[Saved data entries]
//! REST Gateway Integration Tests
//!
//! Exercises `HttpFleetGateway` against a mock fleet manager API.

#![allow(clippy::unwrap_used, clippy::expect_used)]

use std::sync::Arc;

use serde_json::json;
use test_case::test_case;
use wiremock::matchers::{body_json, method, path, query_param};
use wiremock::{Mock, MockServer, ResponseTemplate};

use fleet_sync::domain::fleet::StackStatus;
use fleet_sync::{
    CreateNetworkRequest, CreateVolumeRequest, FleetGateway, FleetStore, GatewayError,
    HttpFleetGateway, MessageRouter,
};

async fn setup() -> (MockServer, HttpFleetGateway) {
    let server = MockServer::start().await;
    let gateway = HttpFleetGateway::with_client(
        reqwest::Client::new(),
        &format!("{}/api", server.uri()),
        &format!("{}/health", server.uri()),
    )
    .unwrap();
    (server, gateway)
}

#[tokio::test]
async fn lists_stacks() {
    let (server, gateway) = setup().await;
    Mock::given(method("GET"))
        .and(path("/api/stacks"))
        .respond_with(ResponseTemplate::new(200).set_body_json(json!([
            {"name": "web", "path": "/srv/web", "status": "running", "services": 2, "runningServices": 2},
            {"name": "db", "status": "partial", "services": 3, "runningServices": 1}
        ])))
        .expect(1)
        .mount(&server)
        .await;

    let stacks = gateway.list_stacks().await.unwrap();

    assert_eq!(stacks.len(), 2);
    assert_eq!(stacks[0].name, "web");
    assert_eq!(stacks[0].status, StackStatus::Running);
    assert_eq!(stacks[1].running_services, 1);
    assert_eq!(stacks[1].path, "");
}

#[test_case(true, "true" ; "all containers")]
#[test_case(false, "false" ; "running only")]
#[tokio::test]
async fn list_containers_sends_all_flag(all: bool, expected: &str) {
    let (server, gateway) = setup().await;
    Mock::given(method("GET"))
        .and(path("/api/containers"))
        .and(query_param("all", expected))
        .respond_with(ResponseTemplate::new(200).set_body_json(json!([
            {"id": "abc", "name": "web-1", "state": "running",
             "labels": {"com.docker.compose.project": "web"}}
        ])))
        .expect(1)
        .mount(&server)
        .await;

    let containers = gateway.list_containers(all).await.unwrap();

    assert_eq!(containers.len(), 1);
    assert_eq!(containers[0].stack_name(), Some("web"));
    assert!(containers[0].is_running());
}

#[tokio::test]
async fn path_segments_are_percent_encoded() {
    let (server, gateway) = setup().await;
    Mock::given(method("POST"))
        .and(path("/api/stacks/my%20stack/start"))
        .respond_with(ResponseTemplate::new(200).set_body_json(json!({"status": "started"})))
        .expect(1)
        .mount(&server)
        .await;

    let response = gateway.start_stack("my stack").await.unwrap();
    assert_eq!(response.status, "started");
}

#[tokio::test]
async fn null_collections_decode_as_empty() {
    let (server, gateway) = setup().await;
    Mock::given(method("GET"))
        .and(path("/api/containers"))
        .respond_with(ResponseTemplate::new(200).set_body_json(json!([
            {"id": "abc", "name": "web-1", "ports": null, "labels": null}
        ])))
        .mount(&server)
        .await;
    Mock::given(method("GET"))
        .and(path("/api/volumes"))
        .respond_with(ResponseTemplate::new(200).set_body_json(json!([
            {"name": "data", "driver": "local", "labels": null, "usedBy": null}
        ])))
        .mount(&server)
        .await;
    Mock::given(method("GET"))
        .and(path("/api/networks"))
        .respond_with(ResponseTemplate::new(200).set_body_json(json!([
            {"id": "n1", "name": "backend", "driver": "bridge", "containers": null}
        ])))
        .mount(&server)
        .await;
    Mock::given(method("GET"))
        .and(path("/api/images"))
        .respond_with(ResponseTemplate::new(200).set_body_json(json!([
            {"id": "sha256:1", "tags": null}
        ])))
        .mount(&server)
        .await;
    Mock::given(method("POST"))
        .and(path("/api/networks"))
        .respond_with(ResponseTemplate::new(201).set_body_json(json!({
            "id": "n2", "name": "frontend", "driver": "bridge", "containers": null
        })))
        .expect(1)
        .mount(&server)
        .await;

    let containers = gateway.list_containers(true).await.unwrap();
    assert!(containers[0].ports.is_empty());
    assert!(containers[0].labels.is_empty());
    assert_eq!(containers[0].stack_name(), None);

    let volumes = gateway.list_volumes().await.unwrap();
    assert!(volumes[0].labels.is_empty());
    assert!(volumes[0].used_by.is_empty());

    let networks = gateway.list_networks().await.unwrap();
    assert!(networks[0].containers.is_empty());

    let images = gateway.list_images().await.unwrap();
    assert!(images[0].tags.is_empty());

    let network = gateway
        .create_network(&CreateNetworkRequest::new("frontend"))
        .await
        .unwrap();
    assert_eq!(network.id, "n2");
    assert!(network.containers.is_empty());
}

#[tokio::test]
async fn store_with_running_containers_only_sends_all_false() {
    let (server, gateway) = setup().await;
    Mock::given(method("GET"))
        .and(path("/api/containers"))
        .and(query_param("all", "false"))
        .respond_with(ResponseTemplate::new(200).set_body_json(json!([
            {"id": "abc", "name": "web-1", "state": "running"}
        ])))
        .expect(1)
        .mount(&server)
        .await;

    let store = FleetStore::new(Arc::new(gateway), MessageRouter::new()).running_containers_only();
    store.fetch_containers().await.unwrap();

    assert_eq!(store.containers().len(), 1);
}

#[tokio::test]
async fn api_error_carries_server_message() {
    let (server, gateway) = setup().await;
    Mock::given(method("POST"))
        .and(path("/api/containers/abc/stop"))
        .respond_with(
            ResponseTemplate::new(409).set_body_json(json!({"error": "container is not running"})),
        )
        .mount(&server)
        .await;

    let err = gateway.stop_container("abc").await.unwrap_err();

    assert_eq!(
        err,
        GatewayError::Api {
            status: 409,
            message: "container is not running".to_string()
        }
    );
    assert_eq!(err.status(), Some(409));
}

#[tokio::test]
async fn api_error_without_body_falls_back_to_status() {
    let (server, gateway) = setup().await;
    Mock::given(method("GET"))
        .and(path("/api/images"))
        .respond_with(ResponseTemplate::new(502).set_body_string("Bad Gateway"))
        .mount(&server)
        .await;

    let err = gateway.list_images().await.unwrap_err();

    assert_eq!(
        err,
        GatewayError::Api {
            status: 502,
            message: "HTTP 502".to_string()
        }
    );
}

#[tokio::test]
async fn unexpected_body_is_a_decode_error() {
    let (server, gateway) = setup().await;
    Mock::given(method("GET"))
        .and(path("/api/volumes"))
        .respond_with(ResponseTemplate::new(200).set_body_json(json!({"volumes": []})))
        .mount(&server)
        .await;

    let err = gateway.list_volumes().await.unwrap_err();
    assert!(matches!(err, GatewayError::Decode(_)));
}

#[tokio::test]
async fn unreachable_server_is_a_network_error() {
    let gateway = HttpFleetGateway::with_client(
        reqwest::Client::new(),
        "http://127.0.0.1:9/api",
        "http://127.0.0.1:9/health",
    )
    .unwrap();

    let err = gateway.list_networks().await.unwrap_err();
    assert!(matches!(err, GatewayError::Network(_)));
}

#[tokio::test]
async fn create_volume_posts_request_body() {
    let (server, gateway) = setup().await;
    Mock::given(method("POST"))
        .and(path("/api/volumes"))
        .and(body_json(json!({"name": "data", "driver": "local", "labels": {}})))
        .respond_with(ResponseTemplate::new(201).set_body_json(json!({
            "name": "data", "driver": "local", "mountpoint": "/var/lib/volumes/data"
        })))
        .expect(1)
        .mount(&server)
        .await;

    let volume = gateway
        .create_volume(&CreateVolumeRequest::new("data"))
        .await
        .unwrap();

    assert_eq!(volume.name, "data");
    assert_eq!(volume.mountpoint, "/var/lib/volumes/data");
}

#[tokio::test]
async fn delete_volume_sends_force_flag() {
    let (server, gateway) = setup().await;
    Mock::given(method("DELETE"))
        .and(path("/api/volumes/data"))
        .and(query_param("force", "true"))
        .respond_with(ResponseTemplate::new(200).set_body_json(json!({"status": "deleted"})))
        .expect(1)
        .mount(&server)
        .await;

    gateway.delete_volume("data", true).await.unwrap();
}

#[tokio::test]
async fn create_and_delete_network() {
    let (server, gateway) = setup().await;
    Mock::given(method("POST"))
        .and(path("/api/networks"))
        .and(body_json(json!({"name": "backend", "driver": "overlay"})))
        .respond_with(ResponseTemplate::new(201).set_body_json(json!({
            "id": "n1", "name": "backend", "driver": "overlay"
        })))
        .expect(1)
        .mount(&server)
        .await;
    Mock::given(method("DELETE"))
        .and(path("/api/networks/n1"))
        .respond_with(ResponseTemplate::new(204))
        .expect(1)
        .mount(&server)
        .await;

    let network = gateway
        .create_network(&CreateNetworkRequest::new("backend").with_driver("overlay"))
        .await
        .unwrap();
    assert_eq!(network.id, "n1");

    let status = gateway.delete_network("n1").await.unwrap();
    assert_eq!(status.status, "");
}

#[tokio::test]
async fn compose_file_round_trip() {
    let (server, gateway) = setup().await;
    Mock::given(method("GET"))
        .and(path("/api/stacks/web/compose"))
        .respond_with(
            ResponseTemplate::new(200).set_body_json(json!({"content": "services: {}\n"})),
        )
        .expect(1)
        .mount(&server)
        .await;
    Mock::given(method("PUT"))
        .and(path("/api/stacks/web/compose"))
        .and(body_json(json!({"content": "services:\n  app: {}\n"})))
        .respond_with(ResponseTemplate::new(200).set_body_json(json!({"status": "updated"})))
        .expect(1)
        .mount(&server)
        .await;

    assert_eq!(gateway.compose_file("web").await.unwrap(), "services: {}\n");
    let status = gateway
        .update_compose_file("web", "services:\n  app: {}\n")
        .await
        .unwrap();
    assert_eq!(status.status, "updated");
}

#[tokio::test]
async fn container_logs_sends_tail() {
    let (server, gateway) = setup().await;
    Mock::given(method("GET"))
        .and(path("/api/containers/abc/logs"))
        .and(query_param("tail", "50"))
        .respond_with(ResponseTemplate::new(200).set_body_json(json!({"logs": "line 1\nline 2\n"})))
        .expect(1)
        .mount(&server)
        .await;

    let logs = gateway.container_logs("abc", "50").await.unwrap();
    assert_eq!(logs.lines().count(), 2);
}

#[tokio::test]
async fn recent_logs_uses_default_tail() {
    let (server, gateway) = setup().await;
    Mock::given(method("GET"))
        .and(path("/api/containers/abc/logs"))
        .and(query_param("tail", "100"))
        .respond_with(ResponseTemplate::new(200).set_body_json(json!({"logs": ""})))
        .expect(1)
        .mount(&server)
        .await;

    assert_eq!(gateway.recent_logs("abc").await.unwrap(), "");
}

#[tokio::test]
async fn stats_endpoints_decode_metrics() {
    let (server, gateway) = setup().await;
    Mock::given(method("GET"))
        .and(path("/api/stats"))
        .respond_with(ResponseTemplate::new(200).set_body_json(json!({
            "cpuUsage": 42.0, "cpuCores": 8, "memoryPercent": 63.5, "hostname": "node-1"
        })))
        .mount(&server)
        .await;
    Mock::given(method("GET"))
        .and(path("/api/containers/abc/stats"))
        .respond_with(ResponseTemplate::new(200).set_body_json(json!({
            "cpuPercent": 1.5, "memoryUsage": 1024, "memoryLimit": 4096
        })))
        .mount(&server)
        .await;

    let system = gateway.system_stats().await.unwrap();
    assert_eq!(system.cpu_cores, 8);
    assert_eq!(system.hostname, "node-1");

    let container = gateway.container_stats("abc").await.unwrap();
    assert_eq!(container.memory_limit, 4096);
    assert!((container.cpu_percent - 1.5).abs() < f64::EPSILON);
}

#[tokio::test]
async fn health_is_served_outside_api_prefix() {
    let (server, gateway) = setup().await;
    Mock::given(method("GET"))
        .and(path("/health"))
        .respond_with(
            ResponseTemplate::new(200).set_body_json(json!({"status": "ok", "version": "1.4.0"})),
        )
        .expect(1)
        .mount(&server)
        .await;

    let health = gateway.health().await.unwrap();
    assert_eq!(health.status, "ok");
    assert_eq!(health.version, "1.4.0");
}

[Directions]
Across the records above, in how many lines does the string "content" appear? Reply with the figure alone.

[Expected answer]
2